* Assignment *
Using the listing below, retype exactly the lines starting at the one with "filename src/local_search/two_opt.rs" and ending at the one with "pub fn two_opt_improve(tour: &mut", and include both.

* Provided records *
[Start of Attachment]
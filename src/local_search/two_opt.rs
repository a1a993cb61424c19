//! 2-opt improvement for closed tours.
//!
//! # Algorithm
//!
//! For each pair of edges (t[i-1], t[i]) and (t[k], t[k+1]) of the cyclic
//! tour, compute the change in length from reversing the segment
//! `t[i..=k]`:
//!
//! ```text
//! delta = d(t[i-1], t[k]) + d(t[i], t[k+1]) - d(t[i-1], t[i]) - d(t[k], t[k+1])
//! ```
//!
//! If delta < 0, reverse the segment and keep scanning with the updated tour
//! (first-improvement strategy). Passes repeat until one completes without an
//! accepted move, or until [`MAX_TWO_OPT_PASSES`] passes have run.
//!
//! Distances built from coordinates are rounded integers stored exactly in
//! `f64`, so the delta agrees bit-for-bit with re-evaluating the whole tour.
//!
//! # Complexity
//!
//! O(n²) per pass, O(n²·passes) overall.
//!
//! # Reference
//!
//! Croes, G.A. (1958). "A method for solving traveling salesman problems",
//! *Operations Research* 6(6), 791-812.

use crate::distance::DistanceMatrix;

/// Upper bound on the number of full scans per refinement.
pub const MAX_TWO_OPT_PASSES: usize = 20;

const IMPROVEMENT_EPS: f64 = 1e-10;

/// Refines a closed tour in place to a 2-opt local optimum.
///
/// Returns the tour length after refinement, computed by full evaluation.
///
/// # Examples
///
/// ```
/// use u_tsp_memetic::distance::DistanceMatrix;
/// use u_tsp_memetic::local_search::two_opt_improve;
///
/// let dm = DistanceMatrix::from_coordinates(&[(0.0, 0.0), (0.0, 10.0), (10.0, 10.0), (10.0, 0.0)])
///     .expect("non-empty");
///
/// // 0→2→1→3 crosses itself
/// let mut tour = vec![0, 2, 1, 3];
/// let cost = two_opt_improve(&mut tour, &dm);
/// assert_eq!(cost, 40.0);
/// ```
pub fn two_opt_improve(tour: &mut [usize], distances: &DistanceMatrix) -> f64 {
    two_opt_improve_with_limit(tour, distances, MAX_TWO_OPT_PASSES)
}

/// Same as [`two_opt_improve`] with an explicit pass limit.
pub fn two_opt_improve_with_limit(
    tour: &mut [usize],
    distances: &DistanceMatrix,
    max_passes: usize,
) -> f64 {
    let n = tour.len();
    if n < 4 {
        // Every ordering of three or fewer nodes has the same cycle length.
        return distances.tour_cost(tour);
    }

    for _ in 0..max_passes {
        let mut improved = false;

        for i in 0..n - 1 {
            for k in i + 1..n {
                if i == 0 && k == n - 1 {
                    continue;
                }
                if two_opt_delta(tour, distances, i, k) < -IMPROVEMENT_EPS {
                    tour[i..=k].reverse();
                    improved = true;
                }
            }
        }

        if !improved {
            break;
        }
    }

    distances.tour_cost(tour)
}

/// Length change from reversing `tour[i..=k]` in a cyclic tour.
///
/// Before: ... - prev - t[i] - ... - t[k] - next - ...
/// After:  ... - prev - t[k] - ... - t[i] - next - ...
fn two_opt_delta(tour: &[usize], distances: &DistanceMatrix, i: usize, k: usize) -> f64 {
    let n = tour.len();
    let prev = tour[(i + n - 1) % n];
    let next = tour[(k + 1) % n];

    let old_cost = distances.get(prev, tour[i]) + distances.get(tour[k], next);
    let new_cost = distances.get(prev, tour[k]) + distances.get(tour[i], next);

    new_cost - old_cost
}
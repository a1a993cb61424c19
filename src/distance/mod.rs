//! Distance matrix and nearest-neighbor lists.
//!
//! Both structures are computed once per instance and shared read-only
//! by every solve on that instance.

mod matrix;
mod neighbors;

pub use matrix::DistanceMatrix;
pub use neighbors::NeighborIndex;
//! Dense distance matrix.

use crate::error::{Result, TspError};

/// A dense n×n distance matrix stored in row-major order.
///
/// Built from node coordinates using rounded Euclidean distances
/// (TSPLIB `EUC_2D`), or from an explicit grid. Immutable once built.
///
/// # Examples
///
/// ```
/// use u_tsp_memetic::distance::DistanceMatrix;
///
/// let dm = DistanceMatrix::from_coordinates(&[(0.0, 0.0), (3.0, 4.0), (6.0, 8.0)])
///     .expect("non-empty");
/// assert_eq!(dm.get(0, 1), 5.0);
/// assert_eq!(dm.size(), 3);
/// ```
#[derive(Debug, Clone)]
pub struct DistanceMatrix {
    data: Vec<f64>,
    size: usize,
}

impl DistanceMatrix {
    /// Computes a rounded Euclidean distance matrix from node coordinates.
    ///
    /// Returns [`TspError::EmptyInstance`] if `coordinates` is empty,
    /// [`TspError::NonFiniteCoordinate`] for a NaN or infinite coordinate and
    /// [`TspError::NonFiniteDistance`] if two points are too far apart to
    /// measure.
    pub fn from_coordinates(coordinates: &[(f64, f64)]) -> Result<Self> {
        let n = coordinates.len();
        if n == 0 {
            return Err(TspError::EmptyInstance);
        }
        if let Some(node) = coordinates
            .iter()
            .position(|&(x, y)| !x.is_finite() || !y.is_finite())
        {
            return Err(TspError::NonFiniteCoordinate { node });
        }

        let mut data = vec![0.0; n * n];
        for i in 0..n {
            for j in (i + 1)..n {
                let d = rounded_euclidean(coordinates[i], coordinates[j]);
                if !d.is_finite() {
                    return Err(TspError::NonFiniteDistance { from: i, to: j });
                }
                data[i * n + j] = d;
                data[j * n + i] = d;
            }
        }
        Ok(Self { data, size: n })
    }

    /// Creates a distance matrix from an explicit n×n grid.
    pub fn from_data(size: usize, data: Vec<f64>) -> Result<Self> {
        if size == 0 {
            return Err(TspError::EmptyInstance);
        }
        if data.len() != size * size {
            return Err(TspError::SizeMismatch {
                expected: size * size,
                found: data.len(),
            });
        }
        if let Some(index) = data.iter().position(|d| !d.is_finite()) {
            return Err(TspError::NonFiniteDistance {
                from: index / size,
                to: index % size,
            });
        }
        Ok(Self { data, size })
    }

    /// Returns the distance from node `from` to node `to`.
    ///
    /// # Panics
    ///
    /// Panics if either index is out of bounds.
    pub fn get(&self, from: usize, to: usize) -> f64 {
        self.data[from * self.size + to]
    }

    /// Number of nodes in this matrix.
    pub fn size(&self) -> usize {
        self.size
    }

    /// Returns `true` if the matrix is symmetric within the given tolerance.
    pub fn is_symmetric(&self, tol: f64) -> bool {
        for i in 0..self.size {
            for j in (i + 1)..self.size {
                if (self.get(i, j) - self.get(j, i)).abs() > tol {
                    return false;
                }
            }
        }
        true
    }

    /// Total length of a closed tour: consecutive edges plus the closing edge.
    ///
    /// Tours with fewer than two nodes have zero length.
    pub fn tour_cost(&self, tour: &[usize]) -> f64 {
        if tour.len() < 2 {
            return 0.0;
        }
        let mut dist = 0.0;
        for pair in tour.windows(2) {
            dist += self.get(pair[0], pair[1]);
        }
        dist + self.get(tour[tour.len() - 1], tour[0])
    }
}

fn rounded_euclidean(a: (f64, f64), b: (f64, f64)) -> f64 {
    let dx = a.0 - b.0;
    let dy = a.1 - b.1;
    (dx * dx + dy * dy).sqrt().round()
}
[End of Attachment]
[Start of Attachment]
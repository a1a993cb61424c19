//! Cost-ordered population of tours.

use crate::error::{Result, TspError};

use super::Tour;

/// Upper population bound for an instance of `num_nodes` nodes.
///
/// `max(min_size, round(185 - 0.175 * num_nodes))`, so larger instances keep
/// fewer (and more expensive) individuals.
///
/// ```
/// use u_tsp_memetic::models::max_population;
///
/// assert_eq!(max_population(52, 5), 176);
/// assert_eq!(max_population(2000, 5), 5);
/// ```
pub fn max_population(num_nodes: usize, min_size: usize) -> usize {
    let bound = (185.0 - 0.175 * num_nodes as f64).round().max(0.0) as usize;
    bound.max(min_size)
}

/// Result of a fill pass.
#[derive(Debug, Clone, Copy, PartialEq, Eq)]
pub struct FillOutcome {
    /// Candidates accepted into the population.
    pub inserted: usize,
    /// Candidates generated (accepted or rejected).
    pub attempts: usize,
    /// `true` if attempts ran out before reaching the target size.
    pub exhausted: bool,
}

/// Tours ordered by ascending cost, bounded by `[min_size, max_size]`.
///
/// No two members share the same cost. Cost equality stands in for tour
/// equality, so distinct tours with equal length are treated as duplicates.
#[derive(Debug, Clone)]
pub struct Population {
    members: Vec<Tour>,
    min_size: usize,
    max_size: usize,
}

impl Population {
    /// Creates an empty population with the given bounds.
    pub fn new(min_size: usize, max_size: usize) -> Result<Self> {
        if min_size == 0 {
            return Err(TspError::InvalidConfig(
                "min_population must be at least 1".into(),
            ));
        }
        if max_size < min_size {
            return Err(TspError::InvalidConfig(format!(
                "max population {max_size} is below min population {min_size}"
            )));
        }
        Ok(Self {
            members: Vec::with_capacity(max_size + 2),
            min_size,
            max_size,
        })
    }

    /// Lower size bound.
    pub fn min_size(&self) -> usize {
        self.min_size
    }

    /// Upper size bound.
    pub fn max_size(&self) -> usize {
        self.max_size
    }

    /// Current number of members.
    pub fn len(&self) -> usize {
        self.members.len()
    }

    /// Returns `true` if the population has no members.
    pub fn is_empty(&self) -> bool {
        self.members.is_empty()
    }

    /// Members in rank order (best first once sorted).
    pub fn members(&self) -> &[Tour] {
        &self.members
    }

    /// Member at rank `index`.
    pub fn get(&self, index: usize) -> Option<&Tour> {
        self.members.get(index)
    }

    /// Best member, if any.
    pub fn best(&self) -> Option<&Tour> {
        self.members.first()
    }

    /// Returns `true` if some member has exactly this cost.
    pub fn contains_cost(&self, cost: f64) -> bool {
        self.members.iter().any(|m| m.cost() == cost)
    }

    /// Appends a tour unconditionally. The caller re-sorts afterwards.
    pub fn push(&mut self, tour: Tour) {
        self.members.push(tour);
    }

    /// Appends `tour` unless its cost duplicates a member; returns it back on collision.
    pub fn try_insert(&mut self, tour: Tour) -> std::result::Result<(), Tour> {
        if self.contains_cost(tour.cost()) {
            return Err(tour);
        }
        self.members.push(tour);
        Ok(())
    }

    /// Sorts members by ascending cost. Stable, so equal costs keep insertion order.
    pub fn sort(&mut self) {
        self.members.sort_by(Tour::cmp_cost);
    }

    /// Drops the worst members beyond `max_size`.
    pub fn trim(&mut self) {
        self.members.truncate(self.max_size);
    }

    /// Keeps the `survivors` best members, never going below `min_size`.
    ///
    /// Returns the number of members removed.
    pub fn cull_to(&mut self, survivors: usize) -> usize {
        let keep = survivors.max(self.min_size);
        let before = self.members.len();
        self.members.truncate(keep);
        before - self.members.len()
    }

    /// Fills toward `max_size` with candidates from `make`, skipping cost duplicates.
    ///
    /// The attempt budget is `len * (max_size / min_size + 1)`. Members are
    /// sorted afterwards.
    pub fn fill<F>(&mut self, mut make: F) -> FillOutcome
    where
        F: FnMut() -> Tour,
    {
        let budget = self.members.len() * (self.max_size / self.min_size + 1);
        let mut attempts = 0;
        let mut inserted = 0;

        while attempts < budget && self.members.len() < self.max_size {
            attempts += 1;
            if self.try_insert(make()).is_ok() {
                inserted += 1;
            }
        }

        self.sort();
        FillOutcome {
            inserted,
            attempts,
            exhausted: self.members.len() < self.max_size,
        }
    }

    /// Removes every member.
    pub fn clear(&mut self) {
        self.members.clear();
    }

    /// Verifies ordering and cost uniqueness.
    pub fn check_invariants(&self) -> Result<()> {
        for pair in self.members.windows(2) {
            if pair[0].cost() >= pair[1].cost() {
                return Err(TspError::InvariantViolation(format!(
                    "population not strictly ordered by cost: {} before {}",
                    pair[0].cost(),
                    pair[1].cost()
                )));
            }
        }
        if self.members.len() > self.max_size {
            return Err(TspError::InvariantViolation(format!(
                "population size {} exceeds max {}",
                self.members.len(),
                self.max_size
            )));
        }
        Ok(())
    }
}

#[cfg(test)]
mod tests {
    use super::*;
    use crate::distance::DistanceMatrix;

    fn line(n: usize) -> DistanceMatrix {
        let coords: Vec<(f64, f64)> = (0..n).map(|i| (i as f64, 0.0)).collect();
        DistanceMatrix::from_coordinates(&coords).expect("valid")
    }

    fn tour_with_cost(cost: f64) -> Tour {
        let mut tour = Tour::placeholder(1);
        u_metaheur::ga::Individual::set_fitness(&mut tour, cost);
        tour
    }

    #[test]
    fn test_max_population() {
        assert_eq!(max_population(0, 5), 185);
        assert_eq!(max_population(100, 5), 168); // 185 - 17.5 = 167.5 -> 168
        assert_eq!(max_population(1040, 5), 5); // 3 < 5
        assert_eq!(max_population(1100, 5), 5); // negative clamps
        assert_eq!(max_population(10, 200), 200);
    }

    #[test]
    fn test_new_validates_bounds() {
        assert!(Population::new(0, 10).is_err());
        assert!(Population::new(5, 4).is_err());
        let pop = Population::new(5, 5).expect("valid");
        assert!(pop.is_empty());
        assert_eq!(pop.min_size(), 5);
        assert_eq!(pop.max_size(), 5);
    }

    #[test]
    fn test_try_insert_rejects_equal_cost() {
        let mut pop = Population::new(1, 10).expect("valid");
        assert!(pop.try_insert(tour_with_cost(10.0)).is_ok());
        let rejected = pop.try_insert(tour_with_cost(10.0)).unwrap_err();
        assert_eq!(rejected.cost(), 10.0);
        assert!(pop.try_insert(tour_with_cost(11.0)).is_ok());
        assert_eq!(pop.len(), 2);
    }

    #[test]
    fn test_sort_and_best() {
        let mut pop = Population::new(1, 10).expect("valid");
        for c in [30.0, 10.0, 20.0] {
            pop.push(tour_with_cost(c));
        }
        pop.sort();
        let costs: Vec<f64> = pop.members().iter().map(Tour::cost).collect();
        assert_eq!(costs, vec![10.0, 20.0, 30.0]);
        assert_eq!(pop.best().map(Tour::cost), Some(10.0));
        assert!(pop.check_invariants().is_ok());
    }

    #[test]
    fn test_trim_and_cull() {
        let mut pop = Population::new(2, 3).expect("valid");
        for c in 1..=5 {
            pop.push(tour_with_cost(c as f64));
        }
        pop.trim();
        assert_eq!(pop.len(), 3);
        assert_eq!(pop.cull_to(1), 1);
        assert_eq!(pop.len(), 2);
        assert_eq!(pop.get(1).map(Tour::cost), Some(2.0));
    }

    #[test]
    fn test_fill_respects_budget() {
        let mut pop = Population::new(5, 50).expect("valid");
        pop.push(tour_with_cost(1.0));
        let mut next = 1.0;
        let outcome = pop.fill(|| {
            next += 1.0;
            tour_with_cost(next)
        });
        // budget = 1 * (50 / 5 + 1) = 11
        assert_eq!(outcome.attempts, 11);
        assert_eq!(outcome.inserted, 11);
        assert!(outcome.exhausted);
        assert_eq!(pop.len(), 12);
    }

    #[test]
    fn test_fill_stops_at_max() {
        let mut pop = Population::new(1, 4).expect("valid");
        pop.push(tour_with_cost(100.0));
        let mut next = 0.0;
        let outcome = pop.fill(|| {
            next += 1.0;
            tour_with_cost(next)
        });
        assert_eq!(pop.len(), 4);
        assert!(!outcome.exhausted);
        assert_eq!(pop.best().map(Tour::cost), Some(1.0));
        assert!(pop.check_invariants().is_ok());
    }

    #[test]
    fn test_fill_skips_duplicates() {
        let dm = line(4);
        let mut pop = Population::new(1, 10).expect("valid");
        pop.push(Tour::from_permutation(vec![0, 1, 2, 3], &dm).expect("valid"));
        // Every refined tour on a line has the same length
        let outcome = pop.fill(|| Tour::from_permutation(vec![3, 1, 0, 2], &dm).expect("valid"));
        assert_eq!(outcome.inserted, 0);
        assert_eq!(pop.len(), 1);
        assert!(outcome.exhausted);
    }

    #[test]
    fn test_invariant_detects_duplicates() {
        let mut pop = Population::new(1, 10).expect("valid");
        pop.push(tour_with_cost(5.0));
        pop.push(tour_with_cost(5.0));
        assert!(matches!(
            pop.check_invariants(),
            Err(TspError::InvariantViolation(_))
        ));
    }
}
[End of Attachment]
* Exercise output *
filename src/local_search/two_opt.rs
repository a1a993cb61424c19
//! 2-opt improvement for closed tours.
//!
//! # Algorithm
//!
//! For each pair of edges (t[i-1], t[i]) and (t[k], t[k+1]) of the cyclic
//! tour, compute the change in length from reversing the segment
//! `t[i..=k]`:
//!
//! ```text
//! delta = d(t[i-1], t[k]) + d(t[i], t[k+1]) - d(t[i-1], t[i]) - d(t[k], t[k+1])
//! ```
//!
//! If delta < 0, reverse the segment and keep scanning with the updated tour
//! (first-improvement strategy). Passes repeat until one completes without an
//! accepted move, or until [`MAX_TWO_OPT_PASSES`] passes have run.
//!
//! Distances built from coordinates are rounded integers stored exactly in
//! `f64`, so the delta agrees bit-for-bit with re-evaluating the whole tour.
//!
//! # Complexity
//!
//! O(n²) per pass, O(n²·passes) overall.
//!
//! # Reference
//!
//! Croes, G.A. (1958). "A method for solving traveling salesman problems",
//! *Operations Research* 6(6), 791-812.

use crate::distance::DistanceMatrix;

/// Upper bound on the number of full scans per refinement.
pub const MAX_TWO_OPT_PASSES: usize = 20;

const IMPROVEMENT_EPS: f64 = 1e-10;

/// Refines a closed tour in place to a 2-opt local optimum.
///
/// Returns the tour length after refinement, computed by full evaluation.
///
/// # Examples
///
/// ```
/// use u_tsp_memetic::distance::DistanceMatrix;
/// use u_tsp_memetic::local_search::two_opt_improve;
///
/// let dm = DistanceMatrix::from_coordinates(&[(0.0, 0.0), (0.0, 10.0), (10.0, 10.0), (10.0, 0.0)])
///     .expect("non-empty");
///
/// // 0→2→1→3 crosses itself
/// let mut tour = vec![0, 2, 1, 3];
/// let cost = two_opt_improve(&mut tour, &dm);
/// assert_eq!(cost, 40.0);
/// ```
pub fn two_opt_improve(tour: &mut [usize], distances: &DistanceMatrix) -> f64 {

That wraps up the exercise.